Et Sora disparut de nouveau, aussi rapidement qu'un nuage de fumée.
_ Charmant début de journée. Il est en pleine forme, se contenta de dire Aaron, qui venait de faire irruption dans le salon.
_ Ah ! Rien d'mieux qu'ses mots doux pour bien commencer la journée, gloussa le Grand Limier.
_ Pas de sortie aujourd'hui, Call ? demanda l'Érudit.
_ Nan. Pas de masque, pas d'air frais.
_ Va te faire foutre ! cria Sora à travers la porte.
_ Toi aussi, mon cœur. Amuse-toi bien.
Call était, une nouvelle fois, rassuré. Est-ce qu'il provoquait sa petite teigne tous les matins ? Bien entendu.
Au-delà du fait qu'il exigeait de Sora qu'il masque son visage, c'était aussi la meilleure façon de passer une journée tranquille, loin du stress que lui causeraient les petites envies de plein air de son tendre amour. Le Grand Limier se sentait sur un petit nuage, tout simplement.
N'allez pas lui faire dire qu'il n'avait pas confiance en ses hommes pour surveiller ce petit démon. Ce n'était pas le cas.
Il n'avait pas confiance en Sora.
Bien sûr, la hargne de l'oméga s'était apaisée au fil du temps, ne laissant qu'une colère diffuse.

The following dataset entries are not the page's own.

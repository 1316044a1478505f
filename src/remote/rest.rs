//! PostgREST-style remote store.
//!
//! Talks to a table (default `app_users`) keyed by `username`, one row per
//! account with one JSON column per record field. Error codes are mapped
//! onto the store taxonomy:
//! - `PGRST116` (zero rows for a single-object read) -> `NotFound`
//! - connect/timeout errors, HTTP 5xx/408/429, `57014` -> `Transient`
//! - HTTP 409, `23505` -> `Duplicate`
//! - anything else -> `Permanent`

use std::time::Duration;

use async_trait::async_trait;
use reqwest::{header, Client, Response, StatusCode};
use serde::Deserialize;
use tracing::{debug, warn};

use super::RemoteStore;
use crate::error::StoreError;
use crate::models::AccountRecord;

const KEY_COLUMN: &str = "username";
const SINGLE_OBJECT: &str = "application/vnd.pgrst.object+json";

pub struct RestStore {
    client: Client,
    base_url: String,
    table: String,
    api_key: String,
}

/// Error body returned by PostgREST.
#[derive(Debug, Default, Deserialize)]
struct ApiError {
    #[serde(default)]
    code: Option<String>,
    #[serde(default)]
    message: Option<String>,
}

impl RestStore {
    pub fn new(
        base_url: impl Into<String>,
        table: impl Into<String>,
        api_key: impl Into<String>,
        timeout: Duration,
    ) -> Result<Self, StoreError> {
        let client = Client::builder()
            .timeout(timeout)
            .build()
            .map_err(|e| StoreError::Permanent(format!("building HTTP client: {}", e)))?;

        Ok(Self {
            client,
            base_url: base_url.into().trim_end_matches('/').to_string(),
            table: table.into(),
            api_key: api_key.into(),
        })
    }

    fn table_url(&self) -> String {
        format!("{}/{}", self.base_url, self.table)
    }

    fn request(&self, method: reqwest::Method, account: Option<&str>) -> reqwest::RequestBuilder {
        let mut builder = self
            .client
            .request(method, self.table_url())
            .header("apikey", &self.api_key)
            .header(header::AUTHORIZATION, format!("Bearer {}", self.api_key));
        if let Some(account) = account {
            builder = builder.query(&[(KEY_COLUMN, format!("eq.{}", account))]);
        }
        builder
    }

    fn row(account: &str, record: &AccountRecord) -> Result<serde_json::Value, StoreError> {
        let mut row = serde_json::to_value(record)?;
        if let Some(obj) = row.as_object_mut() {
            obj.insert(KEY_COLUMN.to_string(), serde_json::Value::from(account));
        }
        Ok(row)
    }
}

#[async_trait]
impl RemoteStore for RestStore {
    async fn get(&self, account: &str) -> Result<AccountRecord, StoreError> {
        let response = self
            .request(reqwest::Method::GET, Some(account))
            .query(&[("select", "*")])
            .header(header::ACCEPT, SINGLE_OBJECT)
            .send()
            .await
            .map_err(transport_error)?;

        let response = check(response).await?;
        let record = response
            .json::<AccountRecord>()
            .await
            .map_err(|e| StoreError::Serialization(e.to_string()))?;
        debug!(account, entries = record.journal_entries.len(), "Fetched account record");
        Ok(record)
    }

    async fn update(&self, account: &str, record: &AccountRecord) -> Result<(), StoreError> {
        let row = Self::row(account, record)?;
        let response = self
            .request(reqwest::Method::POST, None)
            .query(&[("on_conflict", KEY_COLUMN)])
            .header("Prefer", "resolution=merge-duplicates,return=minimal")
            .json(&row)
            .send()
            .await
            .map_err(transport_error)?;
        check(response).await?;
        Ok(())
    }

    async fn insert(&self, account: &str, record: &AccountRecord) -> Result<(), StoreError> {
        let row = Self::row(account, record)?;
        let response = self
            .request(reqwest::Method::POST, None)
            .header("Prefer", "return=minimal")
            .json(&row)
            .send()
            .await
            .map_err(transport_error)?;
        match check(response).await {
            Err(StoreError::Duplicate(_)) => Err(StoreError::Duplicate(account.to_string())),
            other => other.map(|_| ()),
        }
    }

    async fn delete(&self, account: &str) -> Result<(), StoreError> {
        let response = self
            .request(reqwest::Method::DELETE, Some(account))
            .send()
            .await
            .map_err(transport_error)?;
        check(response).await?;
        Ok(())
    }
}

fn transport_error(e: reqwest::Error) -> StoreError {
    // Anything that failed before a status line arrived is connectivity-class.
    StoreError::Transient(e.to_string())
}

/// Pass successful responses through, classify the rest.
async fn check(response: Response) -> Result<Response, StoreError> {
    let status = response.status();
    if status.is_success() {
        return Ok(response);
    }

    let body = response.text().await.unwrap_or_default();
    let api: ApiError = serde_json::from_str(&body).unwrap_or_default();
    let message = api.message.clone().unwrap_or_else(|| body.clone());
    let err = classify(status, api.code.as_deref(), message);
    warn!(%status, code = ?api.code, error = %err, "Remote store request failed");
    Err(err)
}

fn classify(status: StatusCode, code: Option<&str>, message: String) -> StoreError {
    match code {
        Some("PGRST116") => return StoreError::NotFound,
        Some("57014") => return StoreError::Transient(message),
        Some("23505") => return StoreError::Duplicate(message),
        _ => {}
    }

    if status == StatusCode::CONFLICT {
        StoreError::Duplicate(message)
    } else if status.is_server_error()
        || status == StatusCode::REQUEST_TIMEOUT
        || status == StatusCode::TOO_MANY_REQUESTS
    {
        StoreError::Transient(format!("HTTP {}: {}", status, message))
    } else {
        StoreError::Permanent(format!("HTTP {}: {}", status, message))
    }
}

Ils avaient été patients, et aucun Grand Mâle n'avait forcé leur relation. Mais la cérémonie de l'Union, qui avait eu lieu plus de quatre mois auparavant, semblait rester de marbre dans l'esprit du jeune homme.
Cependant, pour le plus grand plaisir de tous, Sora avait cessé de hurler d'agonie chaque matin et de pleurer chaque soir.
Il ne cherchait plus non plus à se déchirer le visage, ni à se scarifier les bras.
Et surtout... surtout, il avait fini par accepter la présence permanente des quatre Grands Lycans à ses côtés.
Pourtant, Call avait été le seul à bénéficier de quelques nuits d'amour. Le Grand Limier avait été doux, patient. Il avait aimé et respecté ce corps qu'il idolâtrait, et Sora avait éprouvé un plaisir nul autre pareil dans ses bras.
Ces quelques nuits les avaient rapprochés, plus encore, car Sora l'avait aimé, Call le savait, et il n'avait pas besoin des mots doux du jeune homme pour le confirmer.
Pourtant, un matin, le petit nuage du Grand Limier s'était évaporé.
Il avait trouvé son oméga recroquevillé dans la douche, pleurant toutes les larmes de son corps, s'arrachant même ses tout petits cheveux blancs, qui semblaient ne pas vouloir pousser.
C'est la boule au ventre que le Grand Mâle avait compris que l'oméga se battait contre lui-même. Même la présence de La Lumière ne suffisait pas à calmer la folie qui avait saisi l'esprit du jeune Lycan.